9 - Atomic emission and surface modification

Summary

Energy absorption near surfaces

Electronic excitation at solid surfaces can be induced in two main ways. The first is electronic excitation in the bulk, followed by direct energy transfer or by the diffusion of excitons or of electron–hole pairs to the surface. The second route involves the excitation of surface states or surface defect states. Such states are especially important when the excitation energy is less than the bulk bandgap. However, the division into two classes is not clear-cut, for there will usually be a space-charge region of a few nanometres in thickness; energy absorption in this region may make an important contribution to near-surface excitation. De-excitation processes at surfaces may follow the same pattern as in the bulk. The modification of local surface structures will often be simpler and easier than in the bulk. What will be different are reactions involving specific surface species, including adsorbed species, and processes which involve the emission of atoms, ions, or molecules. Our emphasis on the modification of the underlying material continues.
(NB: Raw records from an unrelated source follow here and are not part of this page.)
//! Signed-in user state on top of a client
//!
//! A `Session` caches the current user. It listens to the client's token
//! store, so a token cleared anywhere (logout, a rejected 401) also drops the
//! cached user.

use super::{BlogClient, ClientError, ListenerId, TokenEvent};
use crate::types::User;
use std::sync::{Arc, Mutex, PoisonError};

type SharedUser = Arc<Mutex<Option<User>>>;

/// Current user of a [`BlogClient`]
pub struct Session {
    client: BlogClient,
    user: SharedUser,
    listener: ListenerId,
}

impl std::fmt::Debug for Session {
    fn fmt(&self, f: &mut std::fmt::Formatter<'_>) -> std::fmt::Result {
        f.debug_struct("Session")
            .field("user", &self.user())
            .finish_non_exhaustive()
    }
}

impl Session {
    /// Start an empty session; call [`Session::refresh_user`] to load a stored login
    pub fn new(client: BlogClient) -> Self {
        let user: SharedUser = Arc::default();
        let cached = Arc::clone(&user);
        let listener = client.tokens().subscribe(move |event| {
            if event == TokenEvent::Removed {
                cached.lock().unwrap_or_else(PoisonError::into_inner).take();
            }
        });

        Self {
            client,
            user,
            listener,
        }
    }

    pub fn client(&self) -> &BlogClient {
        &self.client
    }

    /// Cached user, if signed in
    pub fn user(&self) -> Option<User> {
        self.user
            .lock()
            .unwrap_or_else(PoisonError::into_inner)
            .clone()
    }

    pub fn is_authenticated(&self) -> bool {
        self.user().is_some()
    }

    /// Reload the user from the backend
    ///
    /// Without a stored token, or when the profile cannot be fetched, the
    /// session ends up signed out.
    pub async fn refresh_user(&self) -> Option<User> {
        let user = if self.client.is_authenticated() {
            match self.client.get_profile().await {
                Ok(response) if response.success => response.data,
                Ok(response) => {
                    debug!(error = ?response.error_message(), "profile unavailable");
                    None
                }
                Err(err) => {
                    warn!(error = %err, "failed to fetch user profile");
                    None
                }
            }
        } else {
            None
        };

        self.set_user(user.clone());
        user
    }

    /// Log in and cache the returned user
    pub async fn login(&self, username: &str, password: &str) -> Result<User, ClientError> {
        let response = self.client.login(username, password).await?;
        match response.data.filter(|_| response.success) {
            Some(login) => {
                self.set_user(Some(login.user.clone()));
                Ok(login.user)
            }
            None => {
                let message = response
                    .error
                    .map(|error| error.message)
                    .filter(|message| !message.is_empty())
                    .unwrap_or_else(|| "Login failed".to_string());
                Err(ClientError::AuthenticationFailed(message))
            }
        }
    }

    /// Log out; the cached user is cleared even if the backend call fails
    pub async fn logout(&self) -> Result<(), ClientError> {
        let outcome = self.client.logout().await;
        self.set_user(None);
        outcome
    }

    fn set_user(&self, user: Option<User>) {
        *self.user.lock().unwrap_or_else(PoisonError::into_inner) = user;
    }
}

impl Drop for Session {
    fn drop(&mut self) {
        self.client.tokens().unsubscribe(self.listener);
    }
}
//! KonataBlog HTTP module
//!
//! Wire types shared with the blog backend, plus (behind the `client`
//! feature) the authenticated client every caller goes through.

#[cfg(feature = "client")]
#[macro_use]
extern crate tracing;

pub mod types;

#[cfg(feature = "client")]
pub mod client;

pub use types::{ApiError, ApiResponse};

#[cfg(feature = "client")]
pub use client::{BlogClient, ClientError};
//! CLI configuration utilities

use anyhow::{Context, Result};
use konata_core::ClientSettings;
use std::path::{Path, PathBuf};

/// Load layered settings and apply command-line overrides
pub fn load_settings(
    path: Option<&Path>,
    state_dir: Option<PathBuf>,
    no_fallback: bool,
) -> Result<ClientSettings> {
    let mut settings = ClientSettings::load(path).with_context(|| match path {
        Some(path) => format!("loading settings from {}", path.display()),
        None => "loading settings".to_string(),
    })?;

    if let Some(state_dir) = state_dir {
        settings.state_dir = state_dir;
    }
    if no_fallback {
        settings.offline.enabled = false;
    }

    Ok(settings)
}

/// Effective settings rendered as TOML
pub fn render_settings(settings: &ClientSettings) -> Result<String> {
    toml::to_string_pretty(settings).context("rendering settings")
}

#[cfg(test)]
mod tests {
    use super::*;
    use std::io::Write;

    #[test]
    fn test_overrides_win_over_file() {
        let mut file = tempfile::Builder::new().suffix(".toml").tempfile().unwrap();
        writeln!(
            file,
            "state_dir = \"/from/file\"\n[api]\nbase_url = \"https://blog.example.com/api\"\n[offline]\nenabled = true"
        )
        .unwrap();

        let settings =
            load_settings(Some(file.path()), Some(PathBuf::from("/from/flag")), true).unwrap();

        assert_eq!(settings.api.base_url, "https://blog.example.com/api");
        assert_eq!(settings.state_dir, PathBuf::from("/from/flag"));
        assert!(!settings.offline.enabled);
        assert_eq!(
            settings.token_path(),
            PathBuf::from("/from/flag").join("auth_token")
        );
    }

    #[test]
    fn test_render_settings_is_valid_toml() {
        let settings = ClientSettings::default();
        let rendered = render_settings(&settings).unwrap();
        assert!(rendered.contains("base_url = \"http://localhost:8080/api\""));
        assert!(rendered.contains("[offline]"));
    }
}
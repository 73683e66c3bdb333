use anyhow::Result;
use konata_core::tracing::{InstrumentationConfig, init_tracing};
use std::io::IsTerminal;
use std::path::Path;
use tracing::Level;

/// Log file written inside the state directory
const LOG_FILE_NAME: &str = "konata.log";

/// Initialize logging for the CLI
pub fn init_logging(level: Option<Level>, state_dir: &Path, no_file_log: bool) -> Result<()> {
    let config = instrumentation_config(level, state_dir, no_file_log);
    init_tracing(&config)
}

fn instrumentation_config(
    level: Option<Level>,
    state_dir: &Path,
    no_file_log: bool,
) -> InstrumentationConfig {
    let mut config = InstrumentationConfig::from_env();

    if let Some(level) = level {
        config.log_level = level.as_str().to_lowercase();
    }

    if no_file_log {
        config.log_file = None;
    } else if config.log_file.is_none() {
        config.log_file = Some(state_dir.join(LOG_FILE_NAME));
    }

    config.ansi = std::io::stderr().is_terminal();
    config
}

#[cfg(test)]
mod tests {
    use super::*;

    #[test]
    fn test_flag_level_and_state_dir_log_file() {
        let config = instrumentation_config(Some(Level::DEBUG), Path::new("/tmp/konata"), false);
        assert_eq!(config.log_level, "debug");
        if std::env::var_os("KONATA_LOG_FILE").is_none() {
            assert_eq!(
                config.log_file.as_deref(),
                Some(Path::new("/tmp/konata/konata.log"))
            );
        }
    }

    #[test]
    fn test_no_file_log_disables_file_output() {
        let config = instrumentation_config(None, Path::new("/tmp/konata"), true);
        assert!(config.log_file.is_none());
    }
}
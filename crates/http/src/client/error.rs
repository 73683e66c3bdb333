//! Client error types
//!
//! Ordinary request failures (4xx/5xx, expired credentials, unreadable
//! bodies) are not errors: they come back as an [`ApiResponse`] with
//! `success == false`. `ClientError` covers what a caller cannot branch on.
//!
//! [`ApiResponse`]: crate::types::ApiResponse

use konata_core::CoreError;
use thiserror::Error;

/// Transport-level failures
#[derive(Debug, Clone, Error)]
pub enum TransportError {
    /// The backend could not be reached (refused, DNS, reset)
    #[error("Connection failed: {0}")]
    Connection(String),

    /// The transport gave up waiting for the backend
    #[error("Transport timed out")]
    Timeout,

    /// Any other failure while sending or reading the response
    #[error("Transport error: {0}")]
    Other(String),
}

impl TransportError {
    /// Whether the offline fallback may answer in place of the backend
    pub const fn is_connection(&self) -> bool {
        matches!(self, Self::Connection(_))
    }
}

impl From<reqwest::Error> for TransportError {
    fn from(err: reqwest::Error) -> Self {
        if err.is_timeout() {
            Self::Timeout
        } else if err.is_connect() {
            Self::Connection(err.to_string())
        } else {
            Self::Other(err.to_string())
        }
    }
}

/// Client error types
#[derive(Debug, Error)]
pub enum ClientError {
    /// Network failure with no offline answer for the endpoint
    #[error("Request failed: {0}")]
    Transport(#[from] TransportError),

    /// The per-request deadline expired
    #[error("Request timed out")]
    Timeout,

    /// The caller cancelled the request
    #[error("Request cancelled")]
    Cancelled,

    /// Multipart upload was rejected or returned an unreadable body
    #[error("Upload failed: {0}")]
    Upload(String),

    /// Credentials were refused
    #[error("Authentication failed: {0}")]
    AuthenticationFailed(String),

    /// The offline fallback recognised the endpoint but refused the request
    #[error("Offline request rejected: {0}")]
    OfflineRejected(String),

    /// Persisting or clearing the credential failed
    #[error("Token storage failed: {0}")]
    TokenStore(#[from] CoreError),

    /// Serialization/deserialization error
    #[error("Serialization error: {0}")]
    Serialization(#[from] serde_json::Error),

    /// Invalid configuration
    #[error("Invalid configuration: {0}")]
    Configuration(String),
}

#[cfg(test)]
mod tests {
    use super::*;

    #[test]
    fn test_only_connection_errors_are_fallback_eligible() {
        assert!(TransportError::Connection("refused".into()).is_connection());
        assert!(!TransportError::Timeout.is_connection());
        assert!(!TransportError::Other("reset".into()).is_connection());
    }

    #[test]
    fn test_error_display() {
        let err = ClientError::Upload("File too large".into());
        assert_eq!(err.to_string(), "Upload failed: File too large");

        let err = ClientError::from(TransportError::Connection("refused".into()));
        assert_eq!(err.to_string(), "Request failed: Connection failed: refused");
    }
}
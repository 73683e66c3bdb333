//! Theme client methods

use super::{BlogClient, ClientError};
use crate::types::{ApiResponse, Theme};
use serde_json::{Map, Value as JsonValue, json};

impl BlogClient {
    pub async fn get_themes(&self) -> Result<ApiResponse<Vec<Theme>>, ClientError> {
        self.get("/themes").await
    }

    pub async fn activate_theme(&self, theme_id: i64) -> Result<ApiResponse<Theme>, ClientError> {
        self.post_empty(format!("/themes/{theme_id}/activate"))
            .await
    }

    /// Replace a theme's configuration object
    pub async fn update_theme_config(
        &self,
        theme_id: i64,
        config: &Map<String, JsonValue>,
    ) -> Result<ApiResponse<Theme>, ClientError> {
        self.put(format!("/themes/{theme_id}/config"), &json!({ "config": config }))
            .await
    }
}
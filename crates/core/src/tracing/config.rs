//! Configuration for tracing output

use serde::{Deserialize, Serialize};
use std::path::PathBuf;

/// Crates whose events are enabled by the default filter
const KONATA_TARGETS: [&str; 3] = ["konata", "konata_core", "konata_http"];

/// Main instrumentation configuration
#[derive(Debug, Clone, Serialize, Deserialize)]
pub struct InstrumentationConfig {
    /// Service name recorded in the startup event
    pub service_name: String,
    /// Log level applied to the KonataBlog crates (e.g., "info", "debug")
    pub log_level: String,
    /// Optional file that receives a copy of every event (no ANSI colors)
    #[serde(default)]
    pub log_file: Option<PathBuf>,
    /// Colorize console output
    #[serde(default = "default_ansi")]
    pub ansi: bool,
}

const fn default_ansi() -> bool {
    true
}

impl Default for InstrumentationConfig {
    fn default() -> Self {
        Self {
            service_name: "konata".to_string(),
            log_level: "info".to_string(),
            log_file: None,
            ansi: true,
        }
    }
}

impl InstrumentationConfig {
    /// Create configuration from environment variables
    ///
    /// - `KONATA_LOG`: log level for the KonataBlog crates
    /// - `KONATA_LOG_FILE`: path of the log file
    pub fn from_env() -> Self {
        let defaults = Self::default();
        Self {
            log_level: std::env::var("KONATA_LOG").unwrap_or(defaults.log_level),
            log_file: std::env::var("KONATA_LOG_FILE").ok().map(PathBuf::from),
            ..defaults
        }
    }

    /// Development configuration with verbose output
    pub fn dev() -> Self {
        Self {
            service_name: "konata-dev".to_string(),
            log_level: "debug".to_string(),
            ..Self::default()
        }
    }

    /// Filter directive used when `RUST_LOG` is not set
    pub fn default_directive(&self) -> String {
        KONATA_TARGETS
            .iter()
            .map(|target| format!("{target}={}", self.log_level))
            .collect::<Vec<_>>()
            .join(",")
    }
}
We shall therefore note, but say little about, processes such as the laser removal of silicon chloride species during plasma etching (C C Cheng et al. 1994).

Several terms are used for the emission of atoms or ions, depending on the rate and the application: desorption; sputtering; ablation. In this book, desorption usually refers to reemission of adsorbates on surfaces, whereas sputtering is the emission of atoms or ions constituting the host material.